__Exercise description__: The answer must be a single number: how many lines of the records below contain "struct".

⟨

// ABOUTME: Query cache for note list pages, keyed by (page, search)
// ABOUTME: Keeps last-known results, coalesces concurrent fetches, and supports mass invalidation

use futures::future::{BoxFuture, FutureExt, Shared};
use notehub_client::{ApiError, ListParams, NoteList, NotesApi};
use std::collections::HashMap;
use std::sync::{Arc, Mutex, MutexGuard, PoisonError};
use tracing::debug;

/// Identifies one list result: page number plus the debounced search term
#[derive(Debug, Clone, PartialEq, Eq, Hash)]
pub struct QueryKey {
    pub page: u32,
    pub search: String,
}

impl QueryKey {
    pub fn new(page: u32, search: impl Into<String>) -> Self {
        Self {
            page: page.max(1),
            search: search.into(),
        }
    }

    pub fn params(&self) -> ListParams {
        ListParams::new(self.page, self.search.clone())
    }
}

impl Default for QueryKey {
    fn default() -> Self {
        Self::new(1, "")
    }
}

pub type QueryResult = Result<Arc<NoteList>, ApiError>;

type SharedFetch = Shared<BoxFuture<'static, QueryResult>>;

struct InFlight {
    id: u64,
    fetch: SharedFetch,
}

#[derive(Default)]
struct Entry {
    data: Option<Arc<NoteList>>,
    fresh: bool,
    in_flight: Option<InFlight>,
}

#[derive(Default)]
struct Inner {
    entries: HashMap<QueryKey, Entry>,
    /// Bumped by every invalidation; fetches started earlier cannot store fresh data
    generation: u64,
    next_fetch_id: u64,
}

/// Cache of list queries shared between the event loop and fetch tasks.
///
/// The map lock is only taken for bookkeeping and never held across an await.
#[derive(Clone)]
pub struct QueryCache {
    api: Arc<dyn NotesApi>,
    inner: Arc<Mutex<Inner>>,
}

impl QueryCache {
    pub fn new(api: Arc<dyn NotesApi>) -> Self {
        Self {
            api,
            inner: Arc::new(Mutex::new(Inner::default())),
        }
    }

    fn lock(&self) -> MutexGuard<'_, Inner> {
        self.inner.lock().unwrap_or_else(PoisonError::into_inner)
    }

    /// Resolve a key: fresh data is returned as-is, an outstanding request for
    /// the key is joined, otherwise a new request is issued.
    pub async fn resolve(&self, key: QueryKey) -> QueryResult {
        let fetch = {
            let mut inner = self.lock();
            let generation = inner.generation;
            let fetch_id = inner.next_fetch_id;
            let entry = inner.entries.entry(key.clone()).or_default();

            if entry.fresh {
                if let Some(data) = &entry.data {
                    return Ok(data.clone());
                }
            }

            let joined = entry.in_flight.as_ref().map(|f| f.fetch.clone());
            match joined {
                Some(fetch) => {
                    debug!(page = key.page, search = %key.search, "Joining in-flight notes fetch");
                    fetch
                }
                None => {
                    let fetch = self.start_fetch(key.clone(), generation, fetch_id);
                    entry.in_flight = Some(InFlight {
                        id: fetch_id,
                        fetch: fetch.clone(),
                    });
                    inner.next_fetch_id += 1;
                    fetch
                }
            }
        };

        fetch.await
    }

    fn start_fetch(&self, key: QueryKey, generation: u64, fetch_id: u64) -> SharedFetch {
        let api = self.api.clone();
        let inner = self.inner.clone();

        async move {
            debug!(page = key.page, search = %key.search, "Fetching notes page");
            let result = api.list_notes(&key.params()).await.map(Arc::new);

            let mut inner = inner.lock().unwrap_or_else(PoisonError::into_inner);
            let current_generation = inner.generation;
            if let Some(entry) = inner.entries.get_mut(&key) {
                if entry.in_flight.as_ref().map(|f| f.id) == Some(fetch_id) {
                    entry.in_flight = None;
                }
                if let Ok(data) = &result {
                    if generation == current_generation {
                        entry.data = Some(data.clone());
                        entry.fresh = true;
                    } else if entry.data.is_none() {
                        // Started before an invalidation: usable for display only
                        entry.data = Some(data.clone());
                    }
                }
            }
            result
        }
        .boxed()
        .shared()
    }

    /// Last-known result for a key, fresh or stale
    pub fn peek(&self, key: &QueryKey) -> Option<Arc<NoteList>> {
        self.lock().entries.get(key).and_then(|e| e.data.clone())
    }

    pub fn is_fresh(&self, key: &QueryKey) -> bool {
        self.lock()
            .entries
            .get(key)
            .map(|e| e.fresh && e.data.is_some())
            .unwrap_or(false)
    }

    /// Number of invalidations so far; results tagged with an older value predate a mutation
    pub fn generation(&self) -> u64 {
        self.lock().generation
    }

    pub fn is_fetching(&self, key: &QueryKey) -> bool {
        self.lock()
            .entries
            .get(key)
            .map(|e| e.in_flight.is_some())
            .unwrap_or(false)
    }

    /// Mark every cached list stale after a mutation.
    ///
    /// Data stays available for display; the next resolve of any key refetches.
    pub fn invalidate_all(&self) {
        let mut inner = self.lock();
        inner.generation += 1;
        for entry in inner.entries.values_mut() {
            entry.fresh = false;
            entry.in_flight = None;
        }
        debug!(
            generation = inner.generation,
            entries = inner.entries.len(),
            "Invalidated note lists"
        );
    }
}

#[cfg(test)]
mod tests {
    use super::*;
    use crate::testing::FakeNotes;

    fn cache_with(api: &Arc<FakeNotes>) -> QueryCache {
        QueryCache::new(api.clone())
    }

    #[test]
    fn test_query_key_equality_is_verbatim() {
        assert_eq!(QueryKey::new(1, "milk"), QueryKey::new(1, "milk"));
        assert_ne!(QueryKey::new(1, "milk"), QueryKey::new(1, "Milk"));
        assert_ne!(QueryKey::new(1, "milk"), QueryKey::new(2, "milk"));
        assert_ne!(QueryKey::new(1, "milk"), QueryKey::new(1, "milk "));
    }

    #[tokio::test]
    async fn test_resolve_fetches_then_serves_fresh() {
        let api = FakeNotes::with_notes(25);
        let cache = cache_with(&api);
        let key = QueryKey::default();

        let first = cache.resolve(key.clone()).await.unwrap();
        assert_eq!(first.notes.len(), 12);
        assert_eq!(first.total_pages, 3);
        assert!(cache.is_fresh(&key));

        let second = cache.resolve(key.clone()).await.unwrap();
        assert!(Arc::ptr_eq(&first, &second));
        assert_eq!(api.list_calls(), 1);
    }

    #[tokio::test]
    async fn test_concurrent_resolve_coalesces() {
        let api = FakeNotes::with_notes(5);
        let gate = api.hold_lists();
        let cache = cache_with(&api);
        let key = QueryKey::new(1, "");

        let a = tokio::spawn({
            let cache = cache.clone();
            let key = key.clone();
            async move { cache.resolve(key).await }
        });
        let b = tokio::spawn({
            let cache = cache.clone();
            let key = key.clone();
            async move { cache.resolve(key).await }
        });
        tokio::task::yield_now().await;
        assert!(cache.is_fetching(&key));

        gate.add_permits(1);
        let a = a.await.unwrap().unwrap();
        let b = b.await.unwrap().unwrap();

        assert_eq!(api.list_calls(), 1);
        assert!(Arc::ptr_eq(&a, &b));
        assert!(!cache.is_fetching(&key));
    }

    #[tokio::test]
    async fn test_distinct_keys_fetch_separately() {
        let api = FakeNotes::with_notes(25);
        let cache = cache_with(&api);
        let p1 = cache.resolve(QueryKey::new(1, "")).await.unwrap();
        let p3 = cache.resolve(QueryKey::new(3, "")).await.unwrap();
        assert_eq!(p1.notes.len(), 12);
        assert_eq!(p3.notes.len(), 1);
        assert_eq!(api.list_calls(), 2);
    }

    #[tokio::test]
    async fn test_errors_are_not_cached() {
        let api = FakeNotes::with_notes(3);
        let cache = cache_with(&api);
        let key = QueryKey::default();

        api.fail_lists(true);
        assert!(cache.resolve(key.clone()).await.is_err());
        assert!(cache.peek(&key).is_none());
        assert!(!cache.is_fetching(&key));

        api.fail_lists(false);
        assert_eq!(cache.resolve(key.clone()).await.unwrap().notes.len(), 3);
        assert_eq!(api.list_calls(), 2);
    }

    #[tokio::test]
    async fn test_failed_refetch_keeps_stale_data() {
        let api = FakeNotes::with_notes(3);
        let cache = cache_with(&api);
        let key = QueryKey::default();
        cache.resolve(key.clone()).await.unwrap();

        cache.invalidate_all();
        api.fail_lists(true);
        assert!(cache.resolve(key.clone()).await.is_err());
        assert_eq!(cache.peek(&key).unwrap().notes.len(), 3);
    }

    #[tokio::test]
    async fn test_invalidate_forces_refetch_of_every_key() {
        let api = FakeNotes::with_notes(25);
        let cache = cache_with(&api);
        let k1 = QueryKey::new(1, "");
        let k2 = QueryKey::new(2, "");
        cache.resolve(k1.clone()).await.unwrap();
        cache.resolve(k2.clone()).await.unwrap();

        assert_eq!(cache.generation(), 0);
        cache.invalidate_all();
        assert_eq!(cache.generation(), 1);
        assert!(!cache.is_fresh(&k1));
        assert!(!cache.is_fresh(&k2));
        // Stale data stays displayable
        assert!(cache.peek(&k1).is_some());
        assert!(cache.peek(&k2).is_some());

        cache.resolve(k1.clone()).await.unwrap();
        assert_eq!(api.list_calls(), 3);
        assert!(cache.is_fresh(&k1));
        assert!(!cache.is_fresh(&k2));

        cache.resolve(k2.clone()).await.unwrap();
        assert_eq!(api.list_calls(), 4);
    }

    #[tokio::test]
    async fn test_invalidate_sees_new_notes() {
        let api = FakeNotes::with_notes(12);
        let cache = cache_with(&api);
        let key = QueryKey::default();
        assert_eq!(cache.resolve(key.clone()).await.unwrap().total_pages, 1);

        api.insert("Buy milk", notehub_client::Tag::Shopping);
        // Still fresh: no mutation went through the cache
        assert_eq!(cache.resolve(key.clone()).await.unwrap().total_pages, 1);

        cache.invalidate_all();
        assert_eq!(cache.resolve(key).await.unwrap().total_pages, 2);
    }

    #[tokio::test]
    async fn test_fetch_started_before_invalidation_is_stored_stale() {
        let api = FakeNotes::with_notes(4);
        let gate = api.hold_lists();
        let cache = cache_with(&api);
        let key = QueryKey::default();

        let early = tokio::spawn({
            let cache = cache.clone();
            let key = key.clone();
            async move { cache.resolve(key).await }
        });
        tokio::task::yield_now().await;

        cache.invalidate_all();
        gate.add_permits(1);
        early.await.unwrap().unwrap();

        assert!(cache.peek(&key).is_some());
        assert!(!cache.is_fresh(&key));

        gate.add_permits(1);
        cache.resolve(key.clone()).await.unwrap();
        assert!(cache.is_fresh(&key));
        assert_eq!(api.list_calls(), 2);
    }
}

⟩

__Answer box__: 5